Un ejemplo que viene al caso es lo que recientemente vi en una pantalla gigante del aeropuerto de Schiphol, en Ámsterdam.
Fue algo que apareció en una de las numerosas pantallas gigantes que transmiten de forma continuada (las veinticuatro horas del día y los siete días de la semana) las "noticias" de la CNN. Fueran cuales fueren las «noticias» en cada momento, estas siempre eran interrumpidas cada diez minutos (más o menos) para dar paso a una cuña de autopromoción de la empresa en la que aseguraban a los espectadores de que "la CNN conecta el mundo".
Entre tales interrupciones, se nos mostraban imágenes de una catástrofe en un sitio, un asesinato en otro, un juicio penal en otro más, una danza comunal en un entorno debidamente exótico, amén de rostros de toda tez y color hablando en escenarios más extraños todavía.
La CNN no estaba conectando nada, y menos aún "el mundo": solo estaba rebanando y dividiendo la imagen del planeta en un sinfín de fragmentos y pedazos inconexos y dispersos, mostrados durante periodos demasiado breves como para que tuviéramos tiempo de absorberlos (y no digamos ya de digerirlos), y descuartizando el tiempo vivido en una multitud de trocitos deshilvanados y desbandados.

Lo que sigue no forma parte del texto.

//! Capability traits the relay requires from its environment
//!
//! The core never talks to a network or a clock directly. It consumes two
//! injected capabilities:
//!
//! - [`TickSource`] — a monotonically non-decreasing logical clock used to
//!   age queued records. Ticks are opaque; the source also supplies the
//!   tick-to-seconds conversion rate.
//! - [`Uplink`] — a synchronous, bounded-time write capability to the remote
//!   store. If the underlying transport is inherently blocking, the adapter
//!   owning it must bound or offload that before presenting `is_ready` /
//!   `publish` here; the drain loop assumes both return promptly.
//!
//! Concrete implementations live in adapter crates (see
//! `backhaul-tokio-adapter`) or in the embedding firmware.

/// Logical clock value
///
/// `u32` matches the loop counters typically available on small targets and
/// wraps in normal operation; all age arithmetic in the crate uses modular
/// subtraction so wraparound never produces a bogus age.
pub type Tick = u32;

/// Monotonic logical clock supplied by the environment
pub trait TickSource {
    /// Current tick count; must never decrease (modular wrap is fine)
    fn now(&self) -> Tick;

    /// Conversion rate from ticks to seconds
    ///
    /// May be 0 during startup before the tick driver is calibrated; the
    /// relay treats that as "age unknown" and computes an age of 0.
    fn ticks_per_second(&self) -> u32;
}

/// Synchronous write capability to the remote data store
pub trait Uplink {
    /// Whether the transport can currently attempt a write
    fn is_ready(&self) -> bool;

    /// Perform exactly one write attempt
    ///
    /// Must not block beyond a bounded time; the relay issues at most one
    /// call per drain tick and never retries within the same tick.
    fn publish(&mut self, destination: &str, payload: &str) -> Result<(), PublishError>;
}

/// Error classification for a failed write attempt
///
/// An enum instead of a string so the drain policy can classify failures
/// without parsing, and so defmt logging works in no_std builds.
#[derive(Debug, Clone, Copy, PartialEq, Eq)]
pub enum PublishError {
    /// Connectivity was lost during the attempt
    LinkDown,
    /// The attempt timed out
    Timeout,
    /// The remote store answered and refused the write
    Rejected { status: u16 },
}

#[cfg(feature = "defmt")]
impl defmt::Format for PublishError {
    fn format(&self, f: defmt::Formatter) {
        match self {
            Self::LinkDown => defmt::write!(f, "LinkDown"),
            Self::Timeout => defmt::write!(f, "Timeout"),
            Self::Rejected { status } => defmt::write!(f, "Rejected({=u16})", status),
        }
    }
}

#[cfg(feature = "std")]
impl std::fmt::Display for PublishError {
    fn fmt(&self, f: &mut std::fmt::Formatter<'_>) -> std::fmt::Result {
        match self {
            Self::LinkDown => write!(f, "connectivity lost during write"),
            Self::Timeout => write!(f, "write attempt timed out"),
            Self::Rejected { status } => write!(f, "remote store rejected write (status {})", status),
        }
    }
}

#[cfg(feature = "std")]
impl std::error::Error for PublishError {}
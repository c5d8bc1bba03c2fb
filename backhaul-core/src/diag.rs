//! Diagnostics counter bank
//!
//! Tallies delivery outcomes by category and remembers the most recent one,
//! for the periodic status line a device typically renders. Counters are
//! advisory, not correctness-critical: they wrap at `u32::MAX` rather than
//! saturate, and nothing in the relay reads them back.
//!
//! The bank is an explicit object owned by the relay (handed out through
//! [`UplinkRelay::diagnostics`](crate::relay::UplinkRelay::diagnostics))
//! rather than process-global state, so tests can inspect it in isolation.

/// Closed set of delivery outcome categories
///
/// Being a plain enum (not free-form strings) keeps the counter bank's keys
/// exhaustive and compiler-checked. Some variants are recorded by the relay
/// itself; `LinkDown` and `ClockInvalid` exist for the embedding application
/// to record through [`DiagBank::record`] when its own collaborators (radio
/// supervision, time sync) observe those conditions.
#[derive(Debug, Clone, Copy, PartialEq, Eq)]
#[cfg_attr(feature = "serde", derive(serde::Serialize, serde::Deserialize))]
#[cfg_attr(feature = "defmt", derive(defmt::Format))]
pub enum DiagEvent {
    /// Connectivity reported down by the environment
    LinkDown,
    /// Logical clock not yet valid
    ClockInvalid,
    /// Drain found the transport not ready; backoff advanced without attempt
    TransportNotReady,
    /// Direct (unqueued) write succeeded
    WriteOk,
    /// Remote store rejected the write with a 4xx-class status
    WriteRejectedClient,
    /// Remote store rejected the write with a 5xx-class status
    WriteRejectedServer,
    /// Record accepted into the retry queue
    Enqueued,
    /// Oldest record evicted to make room for a new one
    Evicted,
    /// Queued record delivered by the drain loop
    FlushOk,
    /// Record dropped after exhausting its retry budget
    Expired,
}

impl DiagEvent {
    /// Number of categories; sizes the counter array
    pub const COUNT: usize = 10;

    /// All categories in counter order
    pub const ALL: [DiagEvent; Self::COUNT] = [
        DiagEvent::LinkDown,
        DiagEvent::ClockInvalid,
        DiagEvent::TransportNotReady,
        DiagEvent::WriteOk,
        DiagEvent::WriteRejectedClient,
        DiagEvent::WriteRejectedServer,
        DiagEvent::Enqueued,
        DiagEvent::Evicted,
        DiagEvent::FlushOk,
        DiagEvent::Expired,
    ];

    /// Short static name, sized for a one-line status display
    pub const fn name(&self) -> &'static str {
        match self {
            DiagEvent::LinkDown => "LINK_DOWN",
            DiagEvent::ClockInvalid => "CLOCK_BAD",
            DiagEvent::TransportNotReady => "NOT_READY",
            DiagEvent::WriteOk => "WRITE_OK",
            DiagEvent::WriteRejectedClient => "REJ_4XX",
            DiagEvent::WriteRejectedServer => "REJ_5XX",
            DiagEvent::Enqueued => "Q_ENQ",
            DiagEvent::Evicted => "Q_EVICT",
            DiagEvent::FlushOk => "Q_OK",
            DiagEvent::Expired => "Q_EXPIRED",
        }
    }

    const fn index(self) -> usize {
        self as usize
    }
}

/// Per-category tallies plus the most recent category
#[derive(Debug, Clone, Default, PartialEq, Eq)]
pub struct DiagBank {
    counts: [u32; DiagEvent::COUNT],
    last: Option<DiagEvent>,
}

impl DiagBank {
    /// Creates an all-zero bank
    pub const fn new() -> Self {
        Self {
            counts: [0; DiagEvent::COUNT],
            last: None,
        }
    }

    /// Increments the category's counter (wrapping) and records it as last
    pub fn record(&mut self, event: DiagEvent) {
        let idx = event.index();
        self.counts[idx] = self.counts[idx].wrapping_add(1);
        self.last = Some(event);
    }

    /// Current tally for one category
    pub fn count(&self, event: DiagEvent) -> u32 {
        self.counts[event.index()]
    }

    /// Most recently recorded category, if any
    pub fn last(&self) -> Option<DiagEvent> {
        self.last
    }

    /// Point-in-time copy of all counters for external reporting
    pub fn snapshot(&self) -> DiagSnapshot {
        DiagSnapshot {
            counts: self.counts,
            last: self.last,
        }
    }

    /// Zeroes everything; test harness use only
    pub fn reset(&mut self) {
        self.counts = [0; DiagEvent::COUNT];
        self.last = None;
    }
}

/// Frozen copy of the counter bank
///
/// Counter order matches [`DiagEvent::ALL`].
#[derive(Debug, Clone, PartialEq, Eq)]
#[cfg_attr(feature = "serde", derive(serde::Serialize, serde::Deserialize))]
pub struct DiagSnapshot {
    pub counts: [u32; DiagEvent::COUNT],
    pub last: Option<DiagEvent>,
}

impl DiagSnapshot {
    /// Tally for one category
    pub fn count(&self, event: DiagEvent) -> u32 {
        self.counts[event.index()]
    }
}
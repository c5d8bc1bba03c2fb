//! Uplink relay: enqueue + per-tick drain over an injected transport
//!
//! [`UplinkRelay`] is the facade the embedding application talks to. It owns
//! the retry queue, the backoff schedule and the diagnostics bank, and
//! borrows its view of the world from two injected capabilities: a
//! [`TickSource`] for record aging and an [`Uplink`] for the actual writes.
//!
//! The drain policy is the part with real invariants. Each call to
//! [`drain_once`](UplinkRelay::drain_once) performs **at most one state
//! transition on the oldest record**, which bounds per-tick work to O(1) on
//! a scheduler shared with other periodic duties. It always operates on the
//! head of the queue — an oldest record that is not yet eligible makes the
//! whole call a no-op even if newer records might be eligible. That
//! head-of-line blocking is deliberate: strict FIFO with bounded staleness
//! beats out-of-order delivery here.

use crate::backoff::RetrySchedule;
use crate::diag::{DiagBank, DiagEvent, DiagSnapshot};
use crate::error::RelayResult;
use crate::link::{PublishError, Tick, TickSource, Uplink};
use crate::queue::{RetryQueue, DEFAULT_CAPACITY};

/// What one drain invocation did to the oldest record
///
/// Spelling the decision out as an enum (instead of a bare "acted" flag)
/// makes every branch of the policy independently testable.
#[derive(Debug, Clone, Copy, PartialEq, Eq)]
#[cfg_attr(feature = "defmt", derive(defmt::Format))]
pub enum DrainOutcome {
    /// Queue empty; nothing to do
    Idle,
    /// Oldest record not yet eligible for another attempt
    Waiting,
    /// Retry budget exhausted; record dropped permanently
    Dropped,
    /// Transport not ready; backoff advanced without consuming an attempt
    BackedOff,
    /// Single write attempt succeeded; record delivered and freed
    Sent,
    /// Single write attempt failed; record stays for the next window
    SendFailed(PublishError),
}

impl DrainOutcome {
    /// Whether the invocation took an action (mutated queue or counters)
    pub fn acted(&self) -> bool {
        !matches!(self, DrainOutcome::Idle | DrainOutcome::Waiting)
    }
}

/// Which path a [`publish_or_enqueue`](UplinkRelay::publish_or_enqueue)
/// call took
#[derive(Debug, Clone, Copy, PartialEq, Eq)]
#[cfg_attr(feature = "defmt", derive(defmt::Format))]
pub enum PublishPath {
    /// Written straight through the uplink, bypassing the queue
    Direct,
    /// Parked in the retry queue for the drain loop
    Queued,
}

/// Store-and-forward relay over an injected uplink and clock
///
/// Single-threaded by contract: enqueue may be called from any code path,
/// drain exactly once per external periodic tick, and neither blocks. See
/// the crate docs for the scheduling model.
#[derive(Debug)]
pub struct UplinkRelay<L, T, const C: usize = DEFAULT_CAPACITY>
where
    L: Uplink,
    T: TickSource,
{
    queue: RetryQueue<C>,
    schedule: RetrySchedule,
    diag: DiagBank,
    link: L,
    clock: T,
}
//! Tokio adapter for backhaul
//!
//! Binds the runtime-agnostic relay core to std environments running Tokio:
//!
//! - **Time**: [`TokioTickSource`] derives the core's logical ticks from
//!   `tokio::time::Instant`, so paused-time tests stay deterministic.
//! - **Drive**: [`spawn_relay`] owns a relay behind a mutex and invokes
//!   `drain_once` from a periodic interval task — the "external periodic
//!   tick" collaborator the core expects. Producers keep a cloneable
//!   [`RelayHandle`].
//!
//! The core itself stays lock-free and synchronous; serialization happens
//! only at this adapter's boundary.

pub mod driver;
pub mod time;

pub use driver::{spawn_relay, RelayHandle};
pub use time::TokioTickSource;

En ese fluir de imágenes y palabras no había continuidad ni coherencia y, desde luego, no había lógica. Voluntariamente o no, lo cierto es que una de las más destacadas y más seguidas compañías televisivas ha entrenado a sus espectadores para ver sin comprender, para escuchar sin entender y para consumir información sin buscar (ni esperar encontrar) su significado, sus causas ni sus consecuencias.
La lección general que emanaba de aquella pantalla era bastante simple: el mundo es un agregado caótico, o un flujo que no cesa, de fragmentos desmembrados y dislocados sin apenas pies ni cabeza, y nada puede hacerse para que tenga sentido, y no digamos ya para que sea más penetrable a la razón o a intervenciones preventivas, correctivas o rectificadoras guiadas por esa razón.
El lavado de cerebro ortodoxo buscaba despejar el solar de vestigios de la lógica y el sentido anteriores, a fin de prepararlo para la construcción de una lógica y un sentido nuevos. El lavado de cerebro en la actualidad pretende mantener ese solar permanentemente vacío y yermo, sin dejar entrar en él otra cosa que no sea un desordenado batiburrillo de tiendas de campaña tan fáciles de erigir como de desmontar. Ya no es un ejercicio puntual con un objetivo determinado, sino una acción continua cuyo único fin es su continuidad misma.